A machete-wielding man shouted "Allahu Akbar" and attacked two female Belgian police officers on Saturday afternoon during a street rampage in the industrial Belgian city of Charleroi, about 40 miles south of Brussels, the capital city of Belgium.
The man wounded the two police officers outside the city's police headquarters before he was shot dead by a third police officer at the scene, according to the Guardian.
"[A female officer] was rushed to hospital and is in a particularly bad way," an official said, according to the Daily Mail. "A third officer shot the attacker, and he in turn was rushed to hospital with serious injuries."

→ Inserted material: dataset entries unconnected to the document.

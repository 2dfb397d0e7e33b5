use std::path::Path;

use sqlx::migrate::Migrator;
use sqlx::sqlite::SqlitePoolOptions;
use sqlx::{Error, SqlitePool};

use crate::configs::schema::SchemaManager;
use crate::configs::settings::Database;

#[derive(Clone)]
pub struct Storage {
    pool: SqlitePool,
}

impl Storage {
    pub async fn new(database: Database, schema_manager: SchemaManager) -> Result<Self, Error> {
        // Every connection to an in-memory database opens a private database
        let max_connections = if database.url.contains(":memory:") { 1 } else { 10 };

        let pool = SqlitePoolOptions::new()
            .min_connections(1) // in memory db might drop connection when 0
            .max_connections(max_connections)
            .connect(&database.url)
            .await?;

        Self::create_schema(&pool, &schema_manager, &database).await?;

        Ok(Self { pool })
    }

    pub fn get_pool(&self) -> &SqlitePool {
        &self.pool
    }

    async fn create_schema(
        pool: &SqlitePool,
        schema: &SchemaManager,
        database: &Database,
    ) -> Result<(), Error> {
        if database.clean_start {
            let dispose_statements = schema.dispose_schema();
            let create_statements = schema.create_schema();

            // Clean migration history
            sqlx::query("DROP TABLE IF EXISTS _sqlx_migrations")
                .execute(pool)
                .await?;

            // Recreate all schema
            for statement in dispose_statements.iter().chain(create_statements.iter()) {
                sqlx::query(statement).execute(pool).await?;
            }

            tracing::warn!("perform a clean boot: clean and recreate schema");
        }

        if let Some(migration_path) = database.migration_path.clone() {
            let mut pool_connection = pool.acquire().await?;
            let migrator = Migrator::new(Path::new(&migration_path)).await?;
            migrator.run(&mut pool_connection).await?;

            tracing::info!("database migration success");
        }

        Ok(())
    }
}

Belgium's prime minister, Charles Michel, condemned the attack in a statement posted to Twitter on Saturday evening. He said the attack was likely an act of terrorism, the Associated Press reports.Prime Minister Charles Michel was holidaying in the south of France, but retuned immediately to Brussels for a meeting with the country's National Security Council, scheduled for Sunday.

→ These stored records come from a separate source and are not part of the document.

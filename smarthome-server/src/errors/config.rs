#[derive(Debug, thiserror::Error)]
pub enum ConfigError {
    #[error("Failed to read configuration: {0}")]
    Io(#[from] std::io::Error),

    #[error("Malformed configuration: {0}")]
    Parse(#[from] toml::de::Error),

    #[error("Invalid configuration: {0}")]
    Invalid(String),
}
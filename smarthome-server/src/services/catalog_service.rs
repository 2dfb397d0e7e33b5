use std::sync::Arc;

use async_trait::async_trait;
use smarthome_api::{DeviceCategory, Id, SensorKind};

use crate::configs::Catalog;
use crate::errors::SourceError;
use crate::repositories::{DeviceRepository, SensorRepository};
use crate::services::analytics::SensorCatalog;

/// Resolves sensor kinds and device categories against the persisted catalog.
pub struct CatalogService {
    device_repository: Arc<DeviceRepository>,
    sensor_repository: Arc<SensorRepository>,
    catalog: Catalog,
}

impl CatalogService {
    pub fn new(
        device_repository: Arc<DeviceRepository>,
        sensor_repository: Arc<SensorRepository>,
        catalog: Catalog,
    ) -> Self {
        Self {
            device_repository,
            sensor_repository,
            catalog,
        }
    }
}

#[async_trait]
impl SensorCatalog for CatalogService {
    async fn resolve_sensors(&self, device_id: Id, kind: SensorKind) -> Result<Vec<Id>, SourceError> {
        let model_name = self.catalog.model_name(kind);

        Ok(self
            .sensor_repository
            .find_ids_by_device_id_and_model(device_id, model_name)
            .await?)
    }

    async fn devices_of_category(&self, category: DeviceCategory) -> Result<Vec<Id>, SourceError> {
        let device_type = self.catalog.device_type(category);

        Ok(self.device_repository.find_ids_by_type(device_type).await?)
    }

    async fn sensors_of_device(&self, device_id: Id) -> Result<Vec<Id>, SourceError> {
        let sensors = self.sensor_repository.find_by_device_id(device_id).await?;

        Ok(sensors.into_iter().map(|sensor| sensor.id).collect())
    }
}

"I condemn the attack in Charleroi with force," the prime minister's statement said. "Thoughts are with the victims, their relatives and the police. We are monitoring the situation closely."
"Initial indications very clearly point towards terrorism," he told the Belgian TV channel RTL, according to Reuters.
The attacker, armed with a machete, wounded the two female officers at a checkpoint outside the police headquarters in Charleroi. The two female officers survived the attack, but one suffered injuries to the face and was rushed to the hospital.
Armed Charleroi Police officers who were guarding the station converged around the wooden hut checkpoint. They also surrounded the police station premises immediately after the attacker was shot dead.
"Two police officers injured by machete in front of police [station] by someone shouting Allah Akbar. Individual was shot," Charleroi police said in a brief official statement on Twitter.Belgian authorities said investigations were on-going to determine whether the attack was the action of a lone wolf or whether he had links with international jihadi terrorists.
"We don't know if this is the action of a lone wolf," the Belgian Interior Minister Jan Jambon told RTL.
Belgian authorities were reportedly considering beefing up security around police facilities following the attack which came at a time that Belgium was still on high alert, with intensified police patrols in the wake of the deadly March suicide bombings in Brussels.
The Islamic State had claimed responsibility for the bombing.
The latest incident comes after a series of ISIS-inspired terror attacks in July. ISIS-linked terrorists killed a French priest in late July at Saint-Étienne-du-Rouvray in Normandy, the Guardian reported.
A suicide bombing was carried out by a 27-year-old Syrian asylum seeker in Ansbach, southern Germany, outside a concert venue, injuring 15 people.
A Syrian refugee also killed a woman and injured two in a machete attack in Reutlingen, Germany.
ISIS had called for attacks across Europe, especially against Belgium, France, and the U.K., in retaliation for the bombing attacks against ISIS-held areas in Syria and Iraq.